Start of DATASET RECORDS
impl Resynthesizer {
    pub fn new(params: ResynParams) -> Self {
        let classify_budget = params.classify_budget;
        Resynthesizer {
            params,
            stats: ResynStats::default(),
            classifier: Classifier::new(classify_budget),
            cache: SynthesisCache::new(),
            mc_oracle: Box::new(DegreeBound),
            solver_factory: Box::new(|| Box::new(VarisatAdapter::new())),
        }
    }

    /// Like [`new`](Self::new), with the cache persisted at `paths`.
    pub fn with_cache_paths(params: ResynParams, paths: CachePaths) -> Result<Self, Error> {
        let mut engine = Resynthesizer::new(params);
        engine.cache = SynthesisCache::load(paths)?;
        Ok(engine)
    }

    pub fn with_mc_oracle(mut self, oracle: Box<dyn McOracle>) -> Self {
        self.mc_oracle = oracle;
        self
    }

    pub fn with_solver_factory(mut self, factory: SolverFactory) -> Self {
        self.solver_factory = factory;
        self
    }

    pub fn stats(&self) -> &ResynStats {
        &self.stats
    }

    /// Flushes the persistent cache now instead of at drop time.
    pub fn flush_cache(&mut self) -> Result<(), Error> {
        self.cache.save()
    }

    /// Attempts to re-synthesize `func` below `current_depth`. `inputs`
    /// pairs each function variable with its caller-side signal and arrival
    /// depth. On improvement the new cone has been built through `net`.
    pub fn resynthesize<N: NetworkBuilder>(
        &mut self,
        net: &mut N,
        func: &TruthTable,
        inputs: &[(N::Signal, u32)],
        current_depth: u32,
    ) -> Result<Outcome<N::Signal>, Error> {
        if inputs.len() != func.num_vars() as usize {
            return Err(Error::InvariantViolation(format!(
                "{} inputs for a {}-variable function",
                inputs.len(),
                func.num_vars()
            )));
        }

        let t_classify = Instant::now();
        let classified = self.classifier.classify(func);
        self.stats.time_classify += t_classify.elapsed();
        let Classified::Canonical { repr, ops } = classified else {
            self.stats.unclassifiable += 1;
            return Ok(Outcome::NoChange);
        };
        // Classifiable implies word-backed.
        let repr_word = repr.as_word().ok_or_else(|| {
            Error::InvariantViolation("canonical representative is not word-backed".to_string())
        })?;

        let Some(mc_bound) = self.mc_oracle.mc_lower_bound(&repr) else {
            self.stats.unclassifiable += 1;
            return Ok(Outcome::NoChange);
        };
        if mc_bound == 0 {
            // Affine functions carry no AND gates; nothing to optimize.
            return Ok(Outcome::NoChange);
        }

        let n = func.num_vars() as usize;
        let sigs: Vec<N::Signal> = inputs.iter().map(|(s, _)| *s).collect();
        let mut arrivals: Vec<u32> = inputs.iter().map(|(_, d)| *d).collect();
        transform_arrivals(&mut arrivals, &ops);

        // Arrival-sorted slot order (stable, so ties keep variable order).
        let mut slot_to_var: Vec<usize> = (0..n).collect();
        slot_to_var.sort_by_key(|&i| arrivals[i]);
        let arr_sorted: Vec<u32> = slot_to_var.iter().map(|&i| arrivals[i]).collect();

        let mut states: Vec<(&'static AndFence, Option<FenceState>)> = AND_FENCES
            .iter()
            .map(|fence| {
                if fence.mc < mc_bound {
                    (fence, None)
                } else {
                    (fence, Some(FenceState::init(fence, &arr_sorted)))
                }
            })
            .collect();

        let Some(mut md) = states
            .iter()
            .filter_map(|(_, s)| s.as_ref().map(|s| s.md_expected))
            .min()
        else {
            return Ok(Outcome::NoChange);
        };
        if md >= current_depth {
            return Ok(Outcome::NoChange);
        }
        debug!(
            "resynthesizing {} ({} vars, repr {:x}, mc >= {}) below depth {}",
            func,
            n,
            repr_word,
            mc_bound,
            current_depth
        );

        loop {
            for (fence, slot) in states.iter_mut() {
                let Some(state) = slot else { continue };
                if state.md_expected != md {
                    continue;
                }

                let sig_sorted = derive_signature(&arr_sorted, &state.schedule);
                let mut signature = vec![0u8; crate::cache::SIGNATURE_TAG_LEN + n];
                signature[0] = fence.mc;
                signature[1] = fence.md;
                let mut schedule = vec![0u8; n];
                for (slot_idx, &var) in slot_to_var.iter().enumerate() {
                    signature[crate::cache::SIGNATURE_TAG_LEN + var] = sig_sorted[slot_idx];
                    schedule[var] = state.schedule[slot_idx];
                }
                let key = CacheKey {
                    num_vars: func.num_vars(),
                    repr: repr_word,
                    signature,
                };

                match self.cache.lookup(&key, self.params.conflict_limit) {
                    CacheLookup::Hit(host_sig) => {
                        self.stats.cache_hits += 1;
                        debug!("cache hit at depth {}", md);
                        let out = replay_transforms(&self.cache, net, &sigs, &ops, host_sig);
                        return Ok(Outcome::Improved { signal: out, depth: md });
                    }
                    CacheLookup::Blacklisted => {
                        self.stats.blacklist_hits += 1;
                    }
                    CacheLookup::Miss => {
                        let outcome = self.solve_instance(&repr, fence, &schedule, &key)?;
                        if let Some(host_sig) = outcome {
                            info!("improved to depth {} using fence {:?}", md, fence.levels);
                            let out =
                                replay_transforms(&self.cache, net, &sigs, &ops, host_sig);
                            return Ok(Outcome::Improved { signal: out, depth: md });
                        }
                    }
                }

                if !state.advance() {
                    *slot = None;
                }
            }

            md += 1;
            if md >= current_depth {
                return Ok(Outcome::NoChange);
            }
            if states.iter().all(|(_, s)| s.is_none()) {
                return Ok(Outcome::NoChange);
            }
        }
    }

    /// Finds an implementation of `func` with the fewest AND gates, trying
    /// counts upward from the multiplicative-complexity bound to `max_gates`
    /// inclusive. XOR gates are free under this objective; the AND count is
    /// what sets the T-gate cost of the circuit in fault-tolerant
    /// arithmetic. Depth plays no role, so there is no arrival or fence
    /// machinery: each count is one fence-free instance, resolved through
    /// the same cache, blacklist, and solver path as the depth search.
    ///
    /// Returns the spliced signal and its AND count, or `None` when no
    /// implementation within the bound was found. Affine functions come back
    /// with a count of zero.
    pub fn synthesize_min_gates<N: NetworkBuilder>(
        &mut self,
        net: &mut N,
        func: &TruthTable,
        inputs: &[N::Signal],
        max_gates: u8,
    ) -> Result<Option<(N::Signal, u8)>, Error> {
        if inputs.len() != func.num_vars() as usize {
            return Err(Error::InvariantViolation(format!(
                "{} inputs for a {}-variable function",
                inputs.len(),
                func.num_vars()
            )));
        }

        let t_classify = Instant::now();
        let classified = self.classifier.classify(func);
        self.stats.time_classify += t_classify.elapsed();
        let Classified::Canonical { repr, ops } = classified else {
            self.stats.unclassifiable += 1;
            return Ok(None);
        };
        let repr_word = repr.as_word().ok_or_else(|| {
            Error::InvariantViolation("canonical representative is not word-backed".to_string())
        })?;
        let Some(mc_bound) = self.mc_oracle.mc_lower_bound(&repr) else {
            self.stats.unclassifiable += 1;
            return Ok(None);
        };

        let n = func.num_vars() as usize;
        debug!(
            "minimizing AND count of {} ({} vars, repr {:x}, mc >= {})",
            func, n, repr_word, mc_bound
        );

        for count in mc_bound..=max_gates {
            // Gate-count keys carry the count in the first tag byte and zero
            // everywhere else; depth keys always have a nonzero second tag
            // byte (the fence depth), so the two key families never collide.
            let mut signature = vec![0u8; crate::cache::SIGNATURE_TAG_LEN + n];
            signature[0] = count;
            let key = CacheKey {
                num_vars: func.num_vars(),
                repr: repr_word,
                signature,
            };

            match self.cache.lookup(&key, self.params.conflict_limit) {
                CacheLookup::Hit(host_sig) => {
                    self.stats.cache_hits += 1;
                    debug!("cache hit at {} AND gates", count);
                    let out = replay_transforms(&self.cache, net, inputs, &ops, host_sig);
                    return Ok(Some((out, count)));
                }
                CacheLookup::Blacklisted => {
                    self.stats.blacklist_hits += 1;
                }
                CacheLookup::Miss => {
                    let mut solver = (self.solver_factory)();
                    let instance = encode_min_gates(
                        solver.as_mut(),
                        &repr,
                        count as usize,
                        &EncodeOptions {
                            advanced_constraints: self.params.advanced_constraints,
                        },
                    )?;
                    if let Some(host_sig) = self.run_instance(&repr, solver, instance, &key)? {
                        info!("realized with {} AND gates", count);
                        let out = replay_transforms(&self.cache, net, inputs, &ops, host_sig);
                        return Ok(Some((out, count)));
                    }
                }
            }
        }
        Ok(None)
    }

    /// Encodes and solves one fence instance.
    fn solve_instance(
        &mut self,
        repr: &TruthTable,
        fence: &AndFence,
        schedule: &[u8],
        key: &CacheKey,
    ) -> Result<Option<Signal>, Error> {
        let mut solver = (self.solver_factory)();
        let instance = encode(
            solver.as_mut(),
            repr,
            fence,
            schedule,
            &EncodeOptions {
                advanced_constraints: self.params.advanced_constraints,
            },
        )?;
        self.run_instance(repr, solver, instance, key)
    }

    /// Solves an already-encoded instance; on SAT the solution is extracted
    /// into the host, verified, and cached.
    fn run_instance(
        &mut self,
        repr: &TruthTable,
        mut solver: Box<dyn SatSolve>,
        instance: Instance,
        key: &CacheKey,
    ) -> Result<Option<Signal>, Error> {
        self.stats.instances += 1;
        let t_solve = Instant::now();
        let result = solver.solve(&instance.assumptions, self.params.conflict_limit);
        self.stats.time_solving += t_solve.elapsed();
        match result? {
            SolveOutcome::Sat => {
                self.stats.sat += 1;
                let host_sig = self.extract_into_host(solver.as_ref(), &instance);
                if self.params.verify_solutions {
                    let got = self.cache.host().simulate(host_sig, repr.num_vars());
                    if got != *repr {
                        return Err(Error::InvariantViolation(format!(
                            "extracted circuit implements {} instead of {}",
                            got, repr
                        )));
                    }
                }
                self.cache.record_solution(key, host_sig);
                Ok(Some(host_sig))
            }
            SolveOutcome::Unsat => {
                self.stats.unsat += 1;
                self.cache.record_failure(key, FailureKind::Unsat);
                Ok(None)
            }
            SolveOutcome::BudgetExceeded => {
                self.stats.budget_exceeded += 1;
                self.cache.record_failure(
                    key,
                    FailureKind::BudgetExceeded(self.params.conflict_limit),
                );
                Ok(None)
            }
        }
    }

    /// Rebuilds the model's circuit inside the cache host, one XOR side at a
    /// time, and returns the output signal (polarity included).
    fn extract_into_host(&mut self, solver: &dyn SatSolve, instance: &Instance) -> Signal {
        let host = self.cache.host_mut();
        let mut nodes: Vec<Signal> = (0..instance.num_vars).map(|i| host.input(i)).collect();
        for g in 0..instance.num_gates {
            let left = selected_xor(host, solver, &instance.sel[2 * g], &nodes);
            let right = selected_xor(host, solver, &instance.sel[2 * g + 1], &nodes);
            let out = host.and(left, right);
            nodes.push(out);
        }
        let po = selected_xor(host, solver, &instance.sel[2 * instance.num_gates], &nodes);
        if instance.invert { !po } else { po }
    }
}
End of DATASET RECORDS
BRIEF: Which lines of the records above hold the word "circuit"? Copy each of them.

TASK SOLUTION:
    /// what sets the T-gate cost of the circuit in fault-tolerant
                            "extracted circuit implements {} instead of {}",
    /// Rebuilds the model's circuit inside the cache host, one XOR side at a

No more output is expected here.